À quoi sert l'obfuscation, et en ai-je besoin ?
Elle répond à un cas précis, énoncé clairement dans la documentation : si votre réseau bloque spécifiquement le trafic QUIC ou HTTP/3 mais pas UDP en général, l'obfuscation peut être utilisée pour contourner ce blocage. Deux options existent, Salamander et Gecko, et toutes deux exigent le même mot de passe côté client et côté serveur. Si QUIC n'est pas bloqué là où vous êtes, l'obfuscation résout un problème que vous n'avez pas.
Que fait le masquerade ?
Il fait en sorte que le serveur réponde aux requêtes HTTP comme un serveur web ordinaire. La raison est donnée directement : votre serveur doit réellement servir du contenu pour paraître authentique aux yeux de censeurs potentiels. Sans cela, une sonde qui se connecte et demande une page ne reçoit rien en retour, ce qui constitue en soi un signal.
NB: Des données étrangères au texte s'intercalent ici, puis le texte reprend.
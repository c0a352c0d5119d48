//! Error types for emberkv
//!
//! Provides a unified error type for all operations. Volume and WAL errors
//! propagate through the store unchanged; engine wrappers only add their own.

use std::path::PathBuf;

use thiserror::Error;

use crate::store::Recid;

/// Result type alias using EmberError
pub type Result<T> = std::result::Result<T, EmberError>;

/// Unified error type for emberkv operations
#[derive(Debug, Error)]
pub enum EmberError {
    // -------------------------------------------------------------------------
    // I/O Errors
    // -------------------------------------------------------------------------
    /// Backing medium unreadable or unwritable. Never retried internally,
    /// except for the rename/delete retry loop.
    #[error("IO failure: {0}")]
    Io(#[from] std::io::Error),

    /// Access outside the allocated volume. Indicates an allocator bug.
    #[error("Address error: {len} bytes at offset {offset} outside volume of {size} bytes")]
    Address { offset: u64, len: u64, size: u64 },

    // -------------------------------------------------------------------------
    // Record Errors
    // -------------------------------------------------------------------------
    /// Stored length or checksum mismatch for a single record.
    #[error("Corrupt record {recid}: {reason}")]
    CorruptRecord { recid: Recid, reason: String },

    #[error("Record not found: {0}")]
    RecordNotFound(Recid),

    // -------------------------------------------------------------------------
    // WAL Errors
    // -------------------------------------------------------------------------
    #[error("WAL corruption detected: {0}")]
    WalCorruption(String),

    // -------------------------------------------------------------------------
    // Storage Errors
    // -------------------------------------------------------------------------
    #[error("Storage error: {0}")]
    Storage(String),

    #[error("Compaction requires a committed store, found uncommitted changes")]
    UncommittedChanges,

    #[error("Data directory is locked by another process: {}", .0.display())]
    Locked(PathBuf),

    #[error("Engine is closed")]
    Closed,

    /// A map handle outlived its map, e.g. one created in a rolled-back
    /// transaction. Reopen the map by name.
    #[error("Stale map handle: segment record {0} no longer belongs to this map")]
    StaleMap(Recid),

    // -------------------------------------------------------------------------
    // Engine Wrapper Errors
    // -------------------------------------------------------------------------
    /// Backpressure from the async write queue; retry later.
    #[error("Async write queue saturated (capacity {capacity})")]
    QueueSaturated { capacity: usize },

    // -------------------------------------------------------------------------
    // Serialization Errors
    // -------------------------------------------------------------------------
    #[error("Serialization error: {0}")]
    Serialization(String),

    // -------------------------------------------------------------------------
    // Configuration Errors
    // -------------------------------------------------------------------------
    #[error("Configuration error: {0}")]
    Config(String),
}

impl From<bincode::Error> for EmberError {
    fn from(err: bincode::Error) -> Self {
        EmberError::Serialization(err.to_string())
    }
}

impl EmberError {
    /// True for errors a caller is expected to handle in normal operation.
    pub fn is_recoverable(&self) -> bool {
        matches!(
            self,
            EmberError::RecordNotFound(_) | EmberError::QueueSaturated { .. }
        )
    }
}
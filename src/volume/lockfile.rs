//! Data directory lock file
//!
//! Signals exclusive ownership of a data directory by a running process.
//! The lock is an OS advisory lock (`flock` / `LockFileEx`) on `data.lock`,
//! released automatically if the process dies. A heartbeat thread polls the
//! file every `heartbeat` and re-creates it if something removed it.

use std::fs::{File, OpenOptions};
use std::io::{self, Write};
use std::path::{Path, PathBuf};
use std::thread::{self, JoinHandle};
use std::time::Duration;

use crossbeam::channel::{self, RecvTimeoutError, Sender};
use fs2::FileExt;

use crate::error::{EmberError, Result};

use super::retry::remove_with_retry;

/// Exclusive lock on a data directory, released on drop
pub struct FileLock {
    path: PathBuf,
    file: File,
    retry_count: u32,
    stop: Option<Sender<()>>,
    heartbeat: Option<JoinHandle<()>>,
}

impl FileLock {
    /// Acquire the lock at `path` without blocking
    ///
    /// Fails with `EmberError::Locked` if another process holds it.
    pub fn acquire(path: &Path, heartbeat: Duration, retry_count: u32) -> Result<Self> {
        let file = open_lock_file(path)?;

        match file.try_lock_exclusive() {
            Ok(()) => {}
            Err(e) if is_contended(&e) => {
                tracing::error!(path = %path.display(), "Lock file held by another process");
                return Err(EmberError::Locked(path.to_path_buf()));
            }
            Err(e) => return Err(EmberError::Io(e)),
        }

        write_owner(&file)?;
        tracing::info!(path = %path.display(), "Acquired data directory lock");

        let (stop_tx, stop_rx) = channel::bounded::<()>(1);
        let watched = path.to_path_buf();
        let heartbeat = thread::Builder::new()
            .name("emberkv-lock-heartbeat".to_string())
            .spawn(move || {
                // Replacement handle if the original file was unlinked
                let mut replacement: Option<File> = None;
                loop {
                    match stop_rx.recv_timeout(heartbeat) {
                        Err(RecvTimeoutError::Timeout) => {}
                        Ok(()) | Err(RecvTimeoutError::Disconnected) => break,
                    }
                    if watched.exists() {
                        continue;
                    }
                    tracing::warn!(path = %watched.display(), "Lock file disappeared, re-creating");
                    match open_lock_file(&watched).and_then(|f| {
                        f.try_lock_exclusive()?;
                        write_owner(&f)?;
                        Ok(f)
                    }) {
                        Ok(f) => replacement = Some(f),
                        Err(e) => {
                            tracing::error!(path = %watched.display(), error = %e, "Failed to re-create lock file")
                        }
                    }
                }
                drop(replacement);
            })?;

        Ok(Self {
            path: path.to_path_buf(),
            file,
            retry_count,
            stop: Some(stop_tx),
            heartbeat: Some(heartbeat),
        })
    }

    pub fn path(&self) -> &Path {
        &self.path
    }
}

impl Drop for FileLock {
    fn drop(&mut self) {
        // Dropping the sender wakes the heartbeat with Disconnected
        self.stop.take();
        if let Some(handle) = self.heartbeat.take() {
            let _ = handle.join();
        }

        if let Err(e) = FileExt::unlock(&self.file) {
            tracing::error!(path = %self.path.display(), error = %e, "Failed to release lock");
        }
        if let Err(e) = remove_with_retry(&self.path, self.retry_count) {
            tracing::warn!(path = %self.path.display(), error = %e, "Failed to remove lock file");
        } else {
            tracing::info!(path = %self.path.display(), "Released data directory lock");
        }
    }
}

fn open_lock_file(path: &Path) -> io::Result<File> {
    OpenOptions::new()
        .read(true)
        .write(true)
        .create(true)
        .truncate(false)
        .open(path)
}

fn write_owner(file: &File) -> io::Result<()> {
    let mut file = file;
    file.set_len(0)?;
    writeln!(file, "{}", std::process::id())?;
    file.sync_data()
}

fn is_contended(e: &io::Error) -> bool {
    // EWOULDBLOCK / EAGAIN: 11 on Linux, 35 on macOS
    e.kind() == io::ErrorKind::WouldBlock
        || e.raw_os_error() == Some(11)
        || e.raw_os_error() == Some(35)
        || e.raw_os_error() == Some(33) // ERROR_LOCK_VIOLATION on Windows
}
//! Metrics wrapper: per-operation counts, failures and cumulative latency.
//! A snapshot is logged at most once per period.

use std::sync::atomic::{AtomicU64, Ordering};
use std::sync::Arc;
use std::time::{Duration, Instant};

use bytes::Bytes;
use parking_lot::Mutex;

use crate::error::Result;
use crate::store::Recid;

use super::{Engine, EngineStats, PressureLevel};

/// Counters for one operation kind
#[derive(Debug, Clone, Copy, Default, PartialEq, Eq)]
pub struct OperationStats {
    pub count: u64,
    pub errors: u64,
    pub total_nanos: u64,
}

impl OperationStats {
    pub fn mean(&self) -> Duration {
        if self.count == 0 {
            return Duration::ZERO;
        }
        Duration::from_nanos(self.total_nanos / self.count)
    }
}

#[derive(Debug, Clone, Default)]
pub struct MetricsSnapshot {
    pub puts: OperationStats,
    pub preallocations: OperationStats,
    pub gets: OperationStats,
    pub updates: OperationStats,
    pub deletes: OperationStats,
    pub commits: OperationStats,
    pub rollbacks: OperationStats,
    pub compactions: OperationStats,
    pub uptime: Duration,
}

#[derive(Default)]
struct OpCounter {
    count: AtomicU64,
    errors: AtomicU64,
    total_nanos: AtomicU64,
}

impl OpCounter {
    fn record(&self, elapsed: Duration, failed: bool) {
        self.count.fetch_add(1, Ordering::Relaxed);
        if failed {
            self.errors.fetch_add(1, Ordering::Relaxed);
        }
        self.total_nanos
            .fetch_add(elapsed.as_nanos() as u64, Ordering::Relaxed);
    }

    fn snapshot(&self) -> OperationStats {
        OperationStats {
            count: self.count.load(Ordering::Relaxed),
            errors: self.errors.load(Ordering::Relaxed),
            total_nanos: self.total_nanos.load(Ordering::Relaxed),
        }
    }
}

#[derive(Default)]
struct Counters {
    puts: OpCounter,
    preallocations: OpCounter,
    gets: OpCounter,
    updates: OpCounter,
    deletes: OpCounter,
    commits: OpCounter,
    rollbacks: OpCounter,
    compactions: OpCounter,
}

pub struct MetricsEngine {
    inner: Arc<dyn Engine>,
    counters: Counters,
    started: Instant,
    log_period: Duration,
    last_log: Mutex<Instant>,
}

impl MetricsEngine {
    pub fn new(inner: Arc<dyn Engine>, log_period: Duration) -> Self {
        let now = Instant::now();
        Self {
            inner,
            counters: Counters::default(),
            started: now,
            log_period,
            last_log: Mutex::new(now),
        }
    }

    fn timed<T>(&self, counter: &OpCounter, op: impl FnOnce() -> Result<T>) -> Result<T> {
        let start = Instant::now();
        let result = op();
        counter.record(start.elapsed(), result.is_err());
        self.maybe_log();
        result
    }

    fn maybe_log(&self) {
        // Whoever holds the lock is already logging
        let Some(mut last) = self.last_log.try_lock() else {
            return;
        };
        if last.elapsed() < self.log_period {
            return;
        }
        *last = Instant::now();
        drop(last);

        let s = self.snapshot();
        tracing::info!(
            puts = s.puts.count,
            gets = s.gets.count,
            updates = s.updates.count,
            deletes = s.deletes.count,
            commits = s.commits.count,
            rollbacks = s.rollbacks.count,
            errors = s.puts.errors + s.gets.errors + s.updates.errors + s.deletes.errors,
            mean_get_us = s.gets.mean().as_micros() as u64,
            mean_commit_us = s.commits.mean().as_micros() as u64,
            "Engine metrics"
        );
    }

    pub fn snapshot(&self) -> MetricsSnapshot {
        let c = &self.counters;
        MetricsSnapshot {
            puts: c.puts.snapshot(),
            preallocations: c.preallocations.snapshot(),
            gets: c.gets.snapshot(),
            updates: c.updates.snapshot(),
            deletes: c.deletes.snapshot(),
            commits: c.commits.snapshot(),
            rollbacks: c.rollbacks.snapshot(),
            compactions: c.compactions.snapshot(),
            uptime: self.started.elapsed(),
        }
    }
}

impl Engine for MetricsEngine {
    fn put(&self, payload: &[u8]) -> Result<Recid> {
        self.timed(&self.counters.puts, || self.inner.put(payload))
    }

    fn preallocate(&self) -> Result<Recid> {
        self.timed(&self.counters.preallocations, || self.inner.preallocate())
    }

    fn get(&self, recid: Recid) -> Result<Bytes> {
        self.timed(&self.counters.gets, || self.inner.get(recid))
    }

    fn contains(&self, recid: Recid) -> Result<bool> {
        self.inner.contains(recid)
    }

    fn update(&self, recid: Recid, payload: &[u8]) -> Result<()> {
        self.timed(&self.counters.updates, || self.inner.update(recid, payload))
    }

    fn delete(&self, recid: Recid) -> Result<()> {
        self.timed(&self.counters.deletes, || self.inner.delete(recid))
    }

    fn commit(&self) -> Result<()> {
        self.timed(&self.counters.commits, || self.inner.commit())
    }

    fn rollback(&self) -> Result<()> {
        self.timed(&self.counters.rollbacks, || self.inner.rollback())
    }

    fn compact(&self) -> Result<()> {
        self.timed(&self.counters.compactions, || self.inner.compact())
    }

    fn stats(&self) -> EngineStats {
        let mut stats = self.inner.stats();
        stats.metrics = Some(self.snapshot());
        stats
    }

    fn close(&self) -> Result<()> {
        self.inner.close()
    }

    fn release_memory(&self, level: PressureLevel) {
        self.inner.release_memory(level);
    }
}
Puis-je me passer du masquerade ?
Oui, et la documentation le dit : si la censure n'est pas une préoccupation, vous pouvez omettre entièrement la section masquerade. Cette seule phrase est la ligne la plus utile de la référence de configuration, car elle vous indique que cette fonctionnalité est une contre-mesure face à la censure et non un contrôle de sécurité.
Que contrôlent réellement les réglages de bande passante ?
Ce sont des limites de vitesse, pas des garanties. La documentation décrit les valeurs côté serveur comme limitant le débit maximal auquel le serveur enverra et recevra des données, par client. Le nommage des directions induit en erreur : la vitesse d'upload du serveur est la vitesse de download du client, et inversement. Les valeurs peuvent être omises ou mises à zéro pour aucune limite.